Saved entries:
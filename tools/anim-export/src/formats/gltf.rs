//! glTF 2.0 writer (.gltf with an embedded base64 buffer)
//!
//! Bones become nodes carrying their reference TRS. Each channel group becomes
//! translation / rotation / scale channels on the matching node, keyed at
//! `frame / frame_rate` seconds with linear interpolation.

use anim_common::{ChannelGroup, ChannelKind, Scene, SceneBone};
use anyhow::{Context, Result, bail};
use base64::Engine;
use gltf::json;
use hashbrown::HashMap;
use json::accessor::Type;
use json::animation::Property;
use json::validation::Checked::Valid;
use std::fs::File;
use std::io::BufWriter;
use std::path::Path;

use super::SceneExporter;
use crate::config::ExportSettings;

const GENERATOR: &str = concat!("anim-export ", env!("CARGO_PKG_VERSION"));

/// Writes `.gltf` files
#[derive(Debug, Clone, Copy, Default)]
pub struct GltfExporter;

impl SceneExporter for GltfExporter {
    fn export(&self, scene: &Scene, output: &Path, settings: &ExportSettings) -> Result<()> {
        let root = build_gltf(scene, settings)?;

        let file = File::create(output)
            .with_context(|| format!("Failed to create output: {:?}", output))?;
        json::serialize::to_writer_pretty(BufWriter::new(file), &root)
            .with_context(|| format!("Failed to write glTF: {:?}", output))?;

        tracing::debug!(
            "Wrote glTF {:?}: {} nodes, {} accessors",
            output,
            root.nodes.len(),
            root.accessors.len()
        );
        Ok(())
    }
}

/// Build the glTF document for a scene
pub fn build_gltf(scene: &Scene, settings: &ExportSettings) -> Result<json::Root> {
    let mut nodes = Vec::with_capacity(scene.bone_count());
    let mut node_by_bone: HashMap<usize, u32> = HashMap::new();
    let root_nodes: Vec<u32> = scene
        .skeleton
        .root_bones
        .iter()
        .map(|bone| push_bone_node(bone, &mut nodes, &mut node_by_bone))
        .collect();

    let mut buffer = BufferBuilder::default();
    let mut animations = Vec::new();
    if settings.export_animations {
        let animation = build_animation(scene, settings, &node_by_bone, &mut buffer)?;
        animations.push(animation);
    }

    let skins = if settings.compatibility_mode && !root_nodes.is_empty() {
        vec![json::Skin {
            extensions: Default::default(),
            extras: Default::default(),
            inverse_bind_matrices: None,
            joints: (0..nodes.len() as u32).map(json::Index::new).collect(),
            name: Some(scene.model_name.clone()),
            skeleton: Some(json::Index::new(root_nodes[0])),
        }]
    } else {
        Vec::new()
    };

    let buffers = if buffer.data.is_empty() {
        Vec::new()
    } else {
        vec![json::Buffer {
            byte_length: buffer.data.len().into(),
            extensions: Default::default(),
            extras: Default::default(),
            name: None,
            uri: Some(format!(
                "data:application/octet-stream;base64,{}",
                base64::engine::general_purpose::STANDARD.encode(&buffer.data)
            )),
        }]
    };

    let scenes = vec![json::Scene {
        extensions: Default::default(),
        extras: Default::default(),
        name: Some(scene.name.clone()),
        nodes: root_nodes.into_iter().map(json::Index::new).collect(),
    }];

    Ok(json::Root {
        accessors: buffer.accessors,
        animations,
        asset: json::Asset {
            copyright: None,
            extensions: Default::default(),
            extras: Default::default(),
            generator: Some(GENERATOR.to_string()),
            min_version: None,
            version: "2.0".to_string(),
        },
        buffers,
        buffer_views: buffer.views,
        cameras: Vec::new(),
        extensions: Default::default(),
        extras: Default::default(),
        extensions_required: Vec::new(),
        extensions_used: Vec::new(),
        images: Vec::new(),
        materials: Vec::new(),
        meshes: Vec::new(),
        nodes,
        samplers: Vec::new(),
        scene: Some(json::Index::new(0)),
        scenes,
        skins,
        textures: Vec::new(),
    })
}

/// Push a node for `bone` and its subtree; returns the node index.
///
/// Nodes are recorded by skeleton bone index, since bone names need not be unique.
fn push_bone_node(
    bone: &SceneBone,
    nodes: &mut Vec<json::Node>,
    node_by_bone: &mut HashMap<usize, u32>,
) -> u32 {
    let index = nodes.len() as u32;
    node_by_bone.insert(bone.bone_index, index);
    nodes.push(json::Node {
        camera: None,
        children: None,
        extensions: Default::default(),
        extras: Default::default(),
        matrix: None,
        mesh: None,
        name: Some(bone.name.clone()),
        rotation: Some(json::scene::UnitQuaternion(bone.rotation.to_array())),
        scale: Some(bone.scale.to_array()),
        translation: Some(bone.translation.to_array()),
        skin: None,
        weights: None,
    });

    let children: Vec<json::Index<json::Node>> = bone
        .children
        .iter()
        .map(|child| json::Index::new(push_bone_node(child, nodes, node_by_bone)))
        .collect();
    if !children.is_empty() {
        nodes[index as usize].children = Some(children);
    }

    index
}

fn build_animation(
    scene: &Scene,
    settings: &ExportSettings,
    node_by_bone: &HashMap<usize, u32>,
    buffer: &mut BufferBuilder,
) -> Result<json::Animation> {
    let mut samplers = Vec::new();
    let mut channels = Vec::new();

    for group in &scene.animation.groups {
        let Some(&node) = node_by_bone.get(&group.bone_index) else {
            tracing::warn!(
                "Bone {} ('{}') is not in the hierarchy, dropping its channels",
                group.bone_index,
                group.bone_name
            );
            continue;
        };

        let times: Vec<f32> = group
            .frames()
            .into_iter()
            .map(|f| f as f32 / settings.frame_rate)
            .collect();
        if times.is_empty() {
            continue;
        }
        let input = buffer.push_times(&times);

        let translation = interleave(group, &ChannelKind::POSITION)?;
        let rotation = interleave(group, &ChannelKind::QUAT).with_context(|| {
            format!(
                "glTF export needs quaternion rotation channels (bone '{}')",
                group.bone_name
            )
        })?;
        let scale = interleave(group, &ChannelKind::SCALE)?;

        let tracks = [
            (translation, Type::Vec3, Property::Translation),
            (rotation, Type::Vec4, Property::Rotation),
            (scale, Type::Vec3, Property::Scale),
        ];
        for (values, type_, path) in tracks {
            let output = buffer.push_values(&values, type_);
            let sampler = samplers.len() as u32;
            samplers.push(json::animation::Sampler {
                input,
                interpolation: Valid(json::animation::Interpolation::Linear),
                output,
                extensions: Default::default(),
                extras: Default::default(),
            });
            channels.push(json::animation::Channel {
                sampler: json::Index::new(sampler),
                target: json::animation::Target {
                    node: json::Index::new(node),
                    path: Valid(path),
                    extensions: Default::default(),
                    extras: Default::default(),
                },
                extensions: Default::default(),
                extras: Default::default(),
            });
        }
    }

    Ok(json::Animation {
        channels,
        extensions: Default::default(),
        extras: Default::default(),
        name: Some(scene.animation.name.clone()),
        samplers,
    })
}

/// Interleave the keys of several channels: `[x0, y0, z0, x1, y1, z1, ...]`
fn interleave(group: &ChannelGroup, kinds: &[ChannelKind]) -> Result<Vec<f32>> {
    let mut columns = Vec::with_capacity(kinds.len());
    for &kind in kinds {
        let Some(channel) = group.channel(kind) else {
            bail!("bone '{}' has no {} channel", group.bone_name, kind.name());
        };
        columns.push(channel);
    }

    let key_count = columns.iter().map(|c| c.keys.len()).min().unwrap_or(0);
    let mut values = Vec::with_capacity(key_count * kinds.len());
    for key in 0..key_count {
        values.extend(columns.iter().map(|c| c.keys[key].value));
    }
    Ok(values)
}

/// Accumulates binary data, buffer views and accessors for buffer 0
#[derive(Default)]
struct BufferBuilder {
    data: Vec<u8>,
    views: Vec<json::buffer::View>,
    accessors: Vec<json::Accessor>,
}

impl BufferBuilder {
    /// Keyframe times; glTF requires min/max on animation inputs
    fn push_times(&mut self, times: &[f32]) -> json::Index<json::Accessor> {
        let min = times.iter().copied().fold(f32::INFINITY, f32::min);
        let max = times.iter().copied().fold(f32::NEG_INFINITY, f32::max);
        self.push(
            times,
            times.len(),
            Type::Scalar,
            Some((vec![min], vec![max])),
        )
    }

    fn push_values(
        &mut self,
        values: &[f32],
        type_: Type,
    ) -> json::Index<json::Accessor> {
        let components = type_.multiplicity();
        self.push(values, values.len() / components, type_, None)
    }

    fn push(
        &mut self,
        values: &[f32],
        count: usize,
        type_: Type,
        bounds: Option<(Vec<f32>, Vec<f32>)>,
    ) -> json::Index<json::Accessor> {
        let offset = self.data.len();
        for v in values {
            self.data.extend_from_slice(&v.to_le_bytes());
        }
        let length = self.data.len() - offset;

        self.views.push(json::buffer::View {
            buffer: json::Index::new(0),
            byte_length: length.into(),
            byte_offset: Some(offset.into()),
            byte_stride: None,
            extensions: Default::default(),
            extras: Default::default(),
            name: None,
            target: None,
        });

        let (min, max) = match bounds {
            Some((min, max)) => (
                Some(json::Value::Array(min.into_iter().map(json::Value::from).collect())),
                Some(json::Value::Array(max.into_iter().map(json::Value::from).collect())),
            ),
            None => (None, None),
        };

        self.accessors.push(json::Accessor {
            buffer_view: Some(json::Index::new(self.views.len() as u32 - 1)),
            byte_offset: Some(0u64.into()),
            count: count.into(),
            component_type: Valid(json::accessor::GenericComponentType(
                json::accessor::ComponentType::F32,
            )),
            extensions: Default::default(),
            extras: Default::default(),
            type_: Valid(type_),
            min,
            max,
            name: None,
            normalized: false,
            sparse: None,
        });

        json::Index::new(self.accessors.len() as u32 - 1)
    }
}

◆ REQUIRED ACTION
Beginning at the top of the entries above, output each line exactly, and end with the line in which "use hashbrown::HashMap;" appears.

◆ REPLY
filename tools/anim-export/src/formats/gltf.rs
//! glTF 2.0 writer (.gltf with an embedded base64 buffer)
//!
//! Bones become nodes carrying their reference TRS. Each channel group becomes
//! translation / rotation / scale channels on the matching node, keyed at
//! `frame / frame_rate` seconds with linear interpolation.

use anim_common::{ChannelGroup, ChannelKind, Scene, SceneBone};
use anyhow::{Context, Result, bail};
use base64::Engine;
use gltf::json;
use hashbrown::HashMap;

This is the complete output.